**Work instruction:** Copy the data word for word, keeping every line.

**Source records:**
□ □ □

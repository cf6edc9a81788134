use axum::{
    Extension, Json,
    extract::State,
    http::StatusCode,
    response::{IntoResponse, Json as ResponseJson, Response},
};
use db::TransactionTrait;
use db::models::{
    session::WorkshopSession,
    submission::{FeedbackPatch, ProfileAnswers, Submission},
    webhook_outbox::WebhookOutboxEntry,
};
use serde::{Deserialize, Serialize};
use services::services::{
    dispatch::{GenerationPayload, WebhookDispatcher},
    watch::{WatchOutcome, watch_until},
};
use utils::response::ApiResponse;

use crate::{AppState, error::ApiError};

const STILL_WAITING: &str = "Het duurt langer dan verwacht. Probeer het later opnieuw.";

#[derive(Debug, Deserialize)]
pub struct QuestionsRequest {
    #[serde(flatten)]
    pub answers: ProfileAnswers,
    pub version: i32,
}

#[derive(Debug, Deserialize)]
pub struct FeedbackRequest {
    #[serde(flatten)]
    pub patch: FeedbackPatch,
    pub version: i32,
}

#[derive(Debug, Default, Deserialize)]
#[serde(default)]
pub struct RegenerateRequest {
    pub reuse_image: bool,
}

#[derive(Debug, Serialize)]
pub struct QuestionsReady {
    pub question1: String,
    pub question2: String,
}

#[derive(Debug, Serialize)]
pub struct GeneratedImage {
    pub image_url: String,
    pub summary: Option<String>,
    pub latin_name: Option<String>,
    pub ai_description: Option<String>,
}

#[derive(Debug, Serialize)]
pub struct RegenerateResponse {
    pub session: WorkshopSession,
    pub submission: Submission,
}

/// Current record plus the delivery history of its outbox entries, so an
/// abandoned webhook is visible instead of silently stuck.
#[derive(Debug, Serialize)]
pub struct SubmissionStatus {
    #[serde(flatten)]
    pub submission: Submission,
    pub webhook_deliveries: Vec<WebhookOutboxEntry>,
}

/// Writes the organism answers and queues the webhook toward the generation
/// workflow in the same transaction. The answers only leave the server once
/// both land together.
pub async fn put_questions(
    State(state): State<AppState>,
    Extension(session): Extension<WorkshopSession>,
    Json(payload): Json<QuestionsRequest>,
) -> Result<ResponseJson<ApiResponse<Submission>>, ApiError> {
    let txn = state.db().conn.begin().await?;
    let submission = Submission::update_profile(
        &txn,
        session.submission_id,
        &payload.answers,
        payload.version,
    )
    .await?;
    let webhook_payload = GenerationPayload::from_submission(&submission)?;
    WebhookDispatcher::enqueue(&txn, &webhook_payload).await?;
    txn.commit().await?;

    // kick a delivery attempt now instead of waiting for the next sweep
    let dispatcher = state.dispatcher().clone();
    tokio::spawn(async move {
        if let Err(err) = dispatcher.flush_pending().await {
            tracing::warn!("Immediate webhook flush failed: {}", err);
        }
    });

    Ok(ResponseJson(ApiResponse::success(submission)))
}

/// Long-polls until the generation workflow has written both reflection
/// questions. A run that exhausts the deadline answers 202, not an error.
pub async fn await_questions(
    State(state): State<AppState>,
    Extension(session): Extension<WorkshopSession>,
) -> Result<Response, ApiError> {
    let watch_config = state.config().read().await.watch;
    let conn = state.db().conn.clone();
    let submission_id = session.submission_id;

    let outcome = watch_until(watch_config, state.shutdown_token(), move || {
        let conn = conn.clone();
        async move {
            let submission = Submission::find_by_uuid(&conn, submission_id).await?;
            Ok::<_, ApiError>(submission.and_then(|s| s.questions_ready()))
        }
    })
    .await?;

    Ok(match outcome {
        WatchOutcome::Ready((question1, question2)) => ResponseJson(ApiResponse::success(
            QuestionsReady {
                question1,
                question2,
            },
        ))
        .into_response(),
        WatchOutcome::TimedOut { checks } | WatchOutcome::Cancelled { checks } => {
            tracing::info!(
                submission_id = %submission_id,
                checks,
                "Questions not ready within deadline"
            );
            // a slow workflow is not a failure, the client just polls again
            (
                StatusCode::ACCEPTED,
                ResponseJson(ApiResponse::success_with_message((), STILL_WAITING)),
            )
                .into_response()
        }
    })
}

pub async fn put_feedback(
    State(state): State<AppState>,
    Extension(session): Extension<WorkshopSession>,
    Json(payload): Json<FeedbackRequest>,
) -> Result<ResponseJson<ApiResponse<Submission>>, ApiError> {
    let submission = Submission::update_feedback(
        &state.db().conn,
        session.submission_id,
        &payload.patch,
        payload.version,
    )
    .await?;
    Ok(ResponseJson(ApiResponse::success(submission)))
}

/// Long-polls until the generated image URL lands on the submission.
pub async fn await_image(
    State(state): State<AppState>,
    Extension(session): Extension<WorkshopSession>,
) -> Result<Response, ApiError> {
    let watch_config = state.config().read().await.watch;
    let conn = state.db().conn.clone();
    let submission_id = session.submission_id;

    let outcome = watch_until(watch_config, state.shutdown_token(), move || {
        let conn = conn.clone();
        async move {
            let submission = Submission::find_by_uuid(&conn, submission_id).await?;
            Ok::<_, ApiError>(submission.and_then(|s| {
                s.image_ready().map(|image_url| GeneratedImage {
                    image_url,
                    summary: s.summary.clone(),
                    latin_name: s.latin_name.clone(),
                    ai_description: s.ai_description.clone(),
                })
            }))
        }
    })
    .await?;

    Ok(match outcome {
        WatchOutcome::Ready(image) => ResponseJson(ApiResponse::success(image)).into_response(),
        WatchOutcome::TimedOut { checks } | WatchOutcome::Cancelled { checks } => {
            tracing::info!(
                submission_id = %submission_id,
                checks,
                "Image not ready within deadline"
            );
            (
                StatusCode::ACCEPTED,
                ResponseJson(ApiResponse::success_with_message((), STILL_WAITING)),
            )
                .into_response()
        }
    })
}

pub async fn get_submission(
    State(state): State<AppState>,
    Extension(session): Extension<WorkshopSession>,
) -> Result<ResponseJson<ApiResponse<SubmissionStatus>>, ApiError> {
    let submission = Submission::find_by_uuid(&state.db().conn, session.submission_id)
        .await?
        .ok_or_else(|| ApiError::NotFound("Submission not found".to_string()))?;
    let webhook_deliveries =
        WebhookOutboxEntry::find_by_submission(&state.db().conn, session.submission_id).await?;
    Ok(ResponseJson(ApiResponse::success(SubmissionStatus {
        submission,
        webhook_deliveries,
    })))
}

/// Opens a fresh submission under the same session. With `reuse_image` the
/// newest upload of this participant carries over; without it they
/// re-upload.
pub async fn regenerate(
    State(state): State<AppState>,
    Extension(session): Extension<WorkshopSession>,
    Json(payload): Json<RegenerateRequest>,
) -> Result<ResponseJson<ApiResponse<RegenerateResponse>>, ApiError> {
    let txn = state.db().conn.begin().await?;

    let carried_image = if payload.reuse_image {
        Submission::find_latest_for_user(&txn, session.user_id)
            .await?
            .into_iter()
            .find_map(|s| s.original_image_url)
    } else {
        None
    };

    let submission =
        Submission::create(&txn, session.user_id, session.workshop_id, carried_image).await?;
    let session = WorkshopSession::rebind_submission(&txn, session.id, submission.id).await?;
    txn.commit().await?;

    tracing::info!(
        session_id = %session.id,
        submission_id = %submission.id,
        "Session rebound for regeneration"
    );
    Ok(ResponseJson(ApiResponse::success(RegenerateResponse {
        session,
        submission,
    })))
}

pub async fn delete_session(
    State(state): State<AppState>,
    Extension(session): Extension<WorkshopSession>,
) -> Result<ResponseJson<ApiResponse<()>>, ApiError> {
    WorkshopSession::delete(&state.db().conn, session.id).await?;
    Ok(ResponseJson(ApiResponse::success(())))
}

□ □ □

**Answer to this problem:**
repository cf6edc9a81788134
use axum::{
    Extension, Json,
    extract::State,
    http::StatusCode,
    response::{IntoResponse, Json as ResponseJson, Response},
};
use db::TransactionTrait;
use db::models::{
    session::WorkshopSession,
    submission::{FeedbackPatch, ProfileAnswers, Submission},
    webhook_outbox::WebhookOutboxEntry,
};
use serde::{Deserialize, Serialize};
use services::services::{
    dispatch::{GenerationPayload, WebhookDispatcher},
    watch::{WatchOutcome, watch_until},
};
use utils::response::ApiResponse;

use crate::{AppState, error::ApiError};

const STILL_WAITING: &str = "Het duurt langer dan verwacht. Probeer het later opnieuw.";

#[derive(Debug, Deserialize)]
pub struct QuestionsRequest {
    #[serde(flatten)]
    pub answers: ProfileAnswers,
    pub version: i32,
}

#[derive(Debug, Deserialize)]
pub struct FeedbackRequest {
    #[serde(flatten)]
    pub patch: FeedbackPatch,
    pub version: i32,
}

#[derive(Debug, Default, Deserialize)]
#[serde(default)]
pub struct RegenerateRequest {
    pub reuse_image: bool,
}

#[derive(Debug, Serialize)]
pub struct QuestionsReady {
    pub question1: String,
    pub question2: String,
}

#[derive(Debug, Serialize)]
pub struct GeneratedImage {
    pub image_url: String,
    pub summary: Option<String>,
    pub latin_name: Option<String>,
    pub ai_description: Option<String>,
}

#[derive(Debug, Serialize)]
pub struct RegenerateResponse {
    pub session: WorkshopSession,
    pub submission: Submission,
}

/// Current record plus the delivery history of its outbox entries, so an
/// abandoned webhook is visible instead of silently stuck.
#[derive(Debug, Serialize)]
pub struct SubmissionStatus {
    #[serde(flatten)]
    pub submission: Submission,
    pub webhook_deliveries: Vec<WebhookOutboxEntry>,
}

/// Writes the organism answers and queues the webhook toward the generation
/// workflow in the same transaction. The answers only leave the server once
/// both land together.
pub async fn put_questions(
    State(state): State<AppState>,
    Extension(session): Extension<WorkshopSession>,
    Json(payload): Json<QuestionsRequest>,
) -> Result<ResponseJson<ApiResponse<Submission>>, ApiError> {
    let txn = state.db().conn.begin().await?;
    let submission = Submission::update_profile(
        &txn,
        session.submission_id,
        &payload.answers,
        payload.version,
    )
    .await?;
    let webhook_payload = GenerationPayload::from_submission(&submission)?;
    WebhookDispatcher::enqueue(&txn, &webhook_payload).await?;
    txn.commit().await?;

    // kick a delivery attempt now instead of waiting for the next sweep
    let dispatcher = state.dispatcher().clone();
    tokio::spawn(async move {
        if let Err(err) = dispatcher.flush_pending().await {
            tracing::warn!("Immediate webhook flush failed: {}", err);
        }
    });

    Ok(ResponseJson(ApiResponse::success(submission)))
}

/// Long-polls until the generation workflow has written both reflection
/// questions. A run that exhausts the deadline answers 202, not an error.
pub async fn await_questions(
    State(state): State<AppState>,
    Extension(session): Extension<WorkshopSession>,
) -> Result<Response, ApiError> {
    let watch_config = state.config().read().await.watch;
    let conn = state.db().conn.clone();
    let submission_id = session.submission_id;

    let outcome = watch_until(watch_config, state.shutdown_token(), move || {
        let conn = conn.clone();
        async move {
            let submission = Submission::find_by_uuid(&conn, submission_id).await?;
            Ok::<_, ApiError>(submission.and_then(|s| s.questions_ready()))
        }
    })
    .await?;

    Ok(match outcome {
        WatchOutcome::Ready((question1, question2)) => ResponseJson(ApiResponse::success(
            QuestionsReady {
                question1,
                question2,
            },
        ))
        .into_response(),
        WatchOutcome::TimedOut { checks } | WatchOutcome::Cancelled { checks } => {
            tracing::info!(
                submission_id = %submission_id,
                checks,
                "Questions not ready within deadline"
            );
            // a slow workflow is not a failure, the client just polls again
            (
                StatusCode::ACCEPTED,
                ResponseJson(ApiResponse::success_with_message((), STILL_WAITING)),
            )
                .into_response()
        }
    })
}

pub async fn put_feedback(
    State(state): State<AppState>,
    Extension(session): Extension<WorkshopSession>,
    Json(payload): Json<FeedbackRequest>,
) -> Result<ResponseJson<ApiResponse<Submission>>, ApiError> {
    let submission = Submission::update_feedback(
        &state.db().conn,
        session.submission_id,
        &payload.patch,
        payload.version,
    )
    .await?;
    Ok(ResponseJson(ApiResponse::success(submission)))
}

/// Long-polls until the generated image URL lands on the submission.
pub async fn await_image(
    State(state): State<AppState>,
    Extension(session): Extension<WorkshopSession>,
) -> Result<Response, ApiError> {
    let watch_config = state.config().read().await.watch;
    let conn = state.db().conn.clone();
    let submission_id = session.submission_id;

    let outcome = watch_until(watch_config, state.shutdown_token(), move || {
        let conn = conn.clone();
        async move {
            let submission = Submission::find_by_uuid(&conn, submission_id).await?;
            Ok::<_, ApiError>(submission.and_then(|s| {
                s.image_ready().map(|image_url| GeneratedImage {
                    image_url,
                    summary: s.summary.clone(),
                    latin_name: s.latin_name.clone(),
                    ai_description: s.ai_description.clone(),
                })
            }))
        }
    })
    .await?;

    Ok(match outcome {
        WatchOutcome::Ready(image) => ResponseJson(ApiResponse::success(image)).into_response(),
        WatchOutcome::TimedOut { checks } | WatchOutcome::Cancelled { checks } => {
            tracing::info!(
                submission_id = %submission_id,
                checks,
                "Image not ready within deadline"
            );
            (
                StatusCode::ACCEPTED,
                ResponseJson(ApiResponse::success_with_message((), STILL_WAITING)),
            )
                .into_response()
        }
    })
}

pub async fn get_submission(
    State(state): State<AppState>,
    Extension(session): Extension<WorkshopSession>,
) -> Result<ResponseJson<ApiResponse<SubmissionStatus>>, ApiError> {
    let submission = Submission::find_by_uuid(&state.db().conn, session.submission_id)
        .await?
        .ok_or_else(|| ApiError::NotFound("Submission not found".to_string()))?;
    let webhook_deliveries =
        WebhookOutboxEntry::find_by_submission(&state.db().conn, session.submission_id).await?;
    Ok(ResponseJson(ApiResponse::success(SubmissionStatus {
        submission,
        webhook_deliveries,
    })))
}

/// Opens a fresh submission under the same session. With `reuse_image` the
/// newest upload of this participant carries over; without it they
/// re-upload.
pub async fn regenerate(
    State(state): State<AppState>,
    Extension(session): Extension<WorkshopSession>,
    Json(payload): Json<RegenerateRequest>,
) -> Result<ResponseJson<ApiResponse<RegenerateResponse>>, ApiError> {
    let txn = state.db().conn.begin().await?;

    let carried_image = if payload.reuse_image {
        Submission::find_latest_for_user(&txn, session.user_id)
            .await?
            .into_iter()
            .find_map(|s| s.original_image_url)
    } else {
        None
    };

    let submission =
        Submission::create(&txn, session.user_id, session.workshop_id, carried_image).await?;
    let session = WorkshopSession::rebind_submission(&txn, session.id, submission.id).await?;
    txn.commit().await?;

    tracing::info!(
        session_id = %session.id,
        submission_id = %submission.id,
        "Session rebound for regeneration"
    );
    Ok(ResponseJson(ApiResponse::success(RegenerateResponse {
        session,
        submission,
    })))
}

pub async fn delete_session(
    State(state): State<AppState>,
    Extension(session): Extension<WorkshopSession>,
) -> Result<ResponseJson<ApiResponse<()>>, ApiError> {
    WorkshopSession::delete(&state.db().conn, session.id).await?;
    Ok(ResponseJson(ApiResponse::success(())))
}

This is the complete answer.